━━ RECORDS FOR PROCESSING ━━
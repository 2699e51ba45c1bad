//! First-class move types for Nine Men's Morris.
//!
//! A move is one ply. Each variant carries exactly the nodes it touches,
//! so a move with unused or garbage fields cannot be built.

use super::{Node, Side};
use serde::{Deserialize, Serialize};

/// A single ply: placement or relocation, optionally closing a mill.
#[derive(Debug, Clone, Copy, PartialEq, Eq, Hash, Serialize, Deserialize)]
pub enum Move {
    /// Place a new piece on an empty node.
    Place {
        /// The side placing.
        side: Side,
        /// Empty node receiving the piece.
        target: Node,
    },
    /// Relocate a piece along a connection (or anywhere when flying).
    Move {
        /// The side moving.
        side: Side,
        /// Node the piece leaves.
        source: Node,
        /// Empty node the piece lands on.
        destination: Node,
    },
    /// Placement that closes a mill and removes an opponent piece.
    PlaceTake {
        /// The side placing.
        side: Side,
        /// Empty node receiving the piece.
        target: Node,
        /// Opponent piece removed.
        capture: Node,
    },
    /// Relocation that closes a mill and removes an opponent piece.
    MoveTake {
        /// The side moving.
        side: Side,
        /// Node the piece leaves.
        source: Node,
        /// Empty node the piece lands on.
        destination: Node,
        /// Opponent piece removed.
        capture: Node,
    },
}

impl Move {
    /// Creates a placement.
    pub fn place(side: Side, target: Node) -> Self {
        Move::Place { side, target }
    }

    /// Creates a relocation.
    pub fn relocate(side: Side, source: Node, destination: Node) -> Self {
        Move::Move {
            side,
            source,
            destination,
        }
    }

    /// Creates a placement with capture.
    pub fn place_take(side: Side, target: Node, capture: Node) -> Self {
        Move::PlaceTake {
            side,
            target,
            capture,
        }
    }

    /// Creates a relocation with capture.
    pub fn move_take(side: Side, source: Node, destination: Node, capture: Node) -> Self {
        Move::MoveTake {
            side,
            source,
            destination,
            capture,
        }
    }

    /// Returns the side making this move.
    pub fn side(&self) -> Side {
        match *self {
            Move::Place { side, .. }
            | Move::Move { side, .. }
            | Move::PlaceTake { side, .. }
            | Move::MoveTake { side, .. } => side,
        }
    }

    /// Placement target, for `Place` and `PlaceTake`.
    pub fn target(&self) -> Option<Node> {
        match *self {
            Move::Place { target, .. } | Move::PlaceTake { target, .. } => Some(target),
            Move::Move { .. } | Move::MoveTake { .. } => None,
        }
    }

    /// Relocation source, for `Move` and `MoveTake`.
    pub fn source(&self) -> Option<Node> {
        match *self {
            Move::Move { source, .. } | Move::MoveTake { source, .. } => Some(source),
            Move::Place { .. } | Move::PlaceTake { .. } => None,
        }
    }

    /// Relocation destination, for `Move` and `MoveTake`.
    pub fn destination(&self) -> Option<Node> {
        match *self {
            Move::Move { destination, .. } | Move::MoveTake { destination, .. } => {
                Some(destination)
            }
            Move::Place { .. } | Move::PlaceTake { .. } => None,
        }
    }

    /// Captured node, for `PlaceTake` and `MoveTake`.
    pub fn capture(&self) -> Option<Node> {
        match *self {
            Move::PlaceTake { capture, .. } | Move::MoveTake { capture, .. } => Some(capture),
            Move::Place { .. } | Move::Move { .. } => None,
        }
    }

    /// Node where the moving piece ends up.
    pub fn landing(&self) -> Node {
        match *self {
            Move::Place { target, .. } | Move::PlaceTake { target, .. } => target,
            Move::Move { destination, .. } | Move::MoveTake { destination, .. } => destination,
        }
    }

    /// True for the capturing variants.
    pub fn is_take(&self) -> bool {
        matches!(self, Move::PlaceTake { .. } | Move::MoveTake { .. })
    }

    /// The same move with the capture half removed.
    pub fn without_capture(self) -> Self {
        match self {
            Move::PlaceTake { side, target, .. } => Move::place(side, target),
            Move::MoveTake {
                side,
                source,
                destination,
                ..
            } => Move::relocate(side, source, destination),
            plain => plain,
        }
    }

    /// The same move completed with a capture at `capture`.
    pub fn with_capture(self, capture: Node) -> Self {
        match self {
            Move::Place { side, target } | Move::PlaceTake { side, target, .. } => {
                Move::place_take(side, target, capture)
            }
            Move::Move {
                side,
                source,
                destination,
            }
            | Move::MoveTake {
                side,
                source,
                destination,
                ..
            } => Move::move_take(side, source, destination, capture),
        }
    }
}

impl std::fmt::Display for Move {
    fn fmt(&self, f: &mut std::fmt::Formatter<'_>) -> std::fmt::Result {
        match self {
            Move::Place { side, target } => write!(f, "{side}: place {target}"),
            Move::Move {
                side,
                source,
                destination,
            } => write!(f, "{side}: {source} -> {destination}"),
            Move::PlaceTake {
                side,
                target,
                capture,
            } => write!(f, "{side}: place {target} x {capture}"),
            Move::MoveTake {
                side,
                source,
                destination,
                capture,
            } => write!(f, "{side}: {source} -> {destination} x {capture}"),
        }
    }
}

/// Error that can occur when validating or applying a move.
#[derive(Debug, Clone, PartialEq, Eq, derive_more::Display)]
pub enum MoveError {
    /// The node is already occupied.
    #[display("Node {} is already occupied", _0)]
    NodeOccupied(Node),

    /// The source node holds no piece.
    #[display("Node {} is empty", _0)]
    NodeEmpty(Node),

    /// The source piece belongs to the opponent.
    #[display("Node {} holds an opponent piece", _0)]
    NotYourPiece(Node),

    /// It's not this side's turn.
    #[display("It's not {}'s turn", _0)]
    WrongSide(Side),

    /// Source and destination are not connected and the side cannot fly.
    #[display("Node {} is not connected to node {}", _0, _1)]
    NotAdjacent(Node, Node),

    /// Placement attempted with an empty hand, or relocation while pieces remain in hand.
    #[display("{} cannot make that kind of move in the current phase", _0)]
    WrongPhase(Side),

    /// A capture was named but the move does not close a mill.
    #[display("Move does not close a mill")]
    NoMill,

    /// The move closes a mill but names no capture.
    #[display("Move closes a mill and must name a capture")]
    CaptureRequired,

    /// The capture target is not a legal capture.
    #[display("Node {} cannot be captured", _0)]
    IllegalCapture(Node),

    /// A capture was requested while none is owed.
    #[display("No capture is pending")]
    NoPendingCapture,

    /// A new move was submitted before the owed capture was made.
    #[display("A capture must be made first")]
    CapturePending,

    /// The game is already over.
    #[display("Game is already over")]
    GameOver,
}

impl std::error::Error for MoveError {}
━━━
◆ ABOUT THIS EXERCISE: Output all records verbatim.

◆ FINISHED EXERCISE:
repository 2699e51ba45c1bad
//! First-class move types for Nine Men's Morris.
//!
//! A move is one ply. Each variant carries exactly the nodes it touches,
//! so a move with unused or garbage fields cannot be built.

use super::{Node, Side};
use serde::{Deserialize, Serialize};

/// A single ply: placement or relocation, optionally closing a mill.
#[derive(Debug, Clone, Copy, PartialEq, Eq, Hash, Serialize, Deserialize)]
pub enum Move {
    /// Place a new piece on an empty node.
    Place {
        /// The side placing.
        side: Side,
        /// Empty node receiving the piece.
        target: Node,
    },
    /// Relocate a piece along a connection (or anywhere when flying).
    Move {
        /// The side moving.
        side: Side,
        /// Node the piece leaves.
        source: Node,
        /// Empty node the piece lands on.
        destination: Node,
    },
    /// Placement that closes a mill and removes an opponent piece.
    PlaceTake {
        /// The side placing.
        side: Side,
        /// Empty node receiving the piece.
        target: Node,
        /// Opponent piece removed.
        capture: Node,
    },
    /// Relocation that closes a mill and removes an opponent piece.
    MoveTake {
        /// The side moving.
        side: Side,
        /// Node the piece leaves.
        source: Node,
        /// Empty node the piece lands on.
        destination: Node,
        /// Opponent piece removed.
        capture: Node,
    },
}

impl Move {
    /// Creates a placement.
    pub fn place(side: Side, target: Node) -> Self {
        Move::Place { side, target }
    }

    /// Creates a relocation.
    pub fn relocate(side: Side, source: Node, destination: Node) -> Self {
        Move::Move {
            side,
            source,
            destination,
        }
    }

    /// Creates a placement with capture.
    pub fn place_take(side: Side, target: Node, capture: Node) -> Self {
        Move::PlaceTake {
            side,
            target,
            capture,
        }
    }

    /// Creates a relocation with capture.
    pub fn move_take(side: Side, source: Node, destination: Node, capture: Node) -> Self {
        Move::MoveTake {
            side,
            source,
            destination,
            capture,
        }
    }

    /// Returns the side making this move.
    pub fn side(&self) -> Side {
        match *self {
            Move::Place { side, .. }
            | Move::Move { side, .. }
            | Move::PlaceTake { side, .. }
            | Move::MoveTake { side, .. } => side,
        }
    }

    /// Placement target, for `Place` and `PlaceTake`.
    pub fn target(&self) -> Option<Node> {
        match *self {
            Move::Place { target, .. } | Move::PlaceTake { target, .. } => Some(target),
            Move::Move { .. } | Move::MoveTake { .. } => None,
        }
    }

    /// Relocation source, for `Move` and `MoveTake`.
    pub fn source(&self) -> Option<Node> {
        match *self {
            Move::Move { source, .. } | Move::MoveTake { source, .. } => Some(source),
            Move::Place { .. } | Move::PlaceTake { .. } => None,
        }
    }

    /// Relocation destination, for `Move` and `MoveTake`.
    pub fn destination(&self) -> Option<Node> {
        match *self {
            Move::Move { destination, .. } | Move::MoveTake { destination, .. } => {
                Some(destination)
            }
            Move::Place { .. } | Move::PlaceTake { .. } => None,
        }
    }

    /// Captured node, for `PlaceTake` and `MoveTake`.
    pub fn capture(&self) -> Option<Node> {
        match *self {
            Move::PlaceTake { capture, .. } | Move::MoveTake { capture, .. } => Some(capture),
            Move::Place { .. } | Move::Move { .. } => None,
        }
    }

    /// Node where the moving piece ends up.
    pub fn landing(&self) -> Node {
        match *self {
            Move::Place { target, .. } | Move::PlaceTake { target, .. } => target,
            Move::Move { destination, .. } | Move::MoveTake { destination, .. } => destination,
        }
    }

    /// True for the capturing variants.
    pub fn is_take(&self) -> bool {
        matches!(self, Move::PlaceTake { .. } | Move::MoveTake { .. })
    }

    /// The same move with the capture half removed.
    pub fn without_capture(self) -> Self {
        match self {
            Move::PlaceTake { side, target, .. } => Move::place(side, target),
            Move::MoveTake {
                side,
                source,
                destination,
                ..
            } => Move::relocate(side, source, destination),
            plain => plain,
        }
    }

    /// The same move completed with a capture at `capture`.
    pub fn with_capture(self, capture: Node) -> Self {
        match self {
            Move::Place { side, target } | Move::PlaceTake { side, target, .. } => {
                Move::place_take(side, target, capture)
            }
            Move::Move {
                side,
                source,
                destination,
            }
            | Move::MoveTake {
                side,
                source,
                destination,
                ..
            } => Move::move_take(side, source, destination, capture),
        }
    }
}

impl std::fmt::Display for Move {
    fn fmt(&self, f: &mut std::fmt::Formatter<'_>) -> std::fmt::Result {
        match self {
            Move::Place { side, target } => write!(f, "{side}: place {target}"),
            Move::Move {
                side,
                source,
                destination,
            } => write!(f, "{side}: {source} -> {destination}"),
            Move::PlaceTake {
                side,
                target,
                capture,
            } => write!(f, "{side}: place {target} x {capture}"),
            Move::MoveTake {
                side,
                source,
                destination,
                capture,
            } => write!(f, "{side}: {source} -> {destination} x {capture}"),
        }
    }
}

/// Error that can occur when validating or applying a move.
#[derive(Debug, Clone, PartialEq, Eq, derive_more::Display)]
pub enum MoveError {
    /// The node is already occupied.
    #[display("Node {} is already occupied", _0)]
    NodeOccupied(Node),

    /// The source node holds no piece.
    #[display("Node {} is empty", _0)]
    NodeEmpty(Node),

    /// The source piece belongs to the opponent.
    #[display("Node {} holds an opponent piece", _0)]
    NotYourPiece(Node),

    /// It's not this side's turn.
    #[display("It's not {}'s turn", _0)]
    WrongSide(Side),

    /// Source and destination are not connected and the side cannot fly.
    #[display("Node {} is not connected to node {}", _0, _1)]
    NotAdjacent(Node, Node),

    /// Placement attempted with an empty hand, or relocation while pieces remain in hand.
    #[display("{} cannot make that kind of move in the current phase", _0)]
    WrongPhase(Side),

    /// A capture was named but the move does not close a mill.
    #[display("Move does not close a mill")]
    NoMill,

    /// The move closes a mill but names no capture.
    #[display("Move closes a mill and must name a capture")]
    CaptureRequired,

    /// The capture target is not a legal capture.
    #[display("Node {} cannot be captured", _0)]
    IllegalCapture(Node),

    /// A capture was requested while none is owed.
    #[display("No capture is pending")]
    NoPendingCapture,

    /// A new move was submitted before the owed capture was made.
    #[display("A capture must be made first")]
    CapturePending,

    /// The game is already over.
    #[display("Game is already over")]
    GameOver,
}

impl std::error::Error for MoveError {}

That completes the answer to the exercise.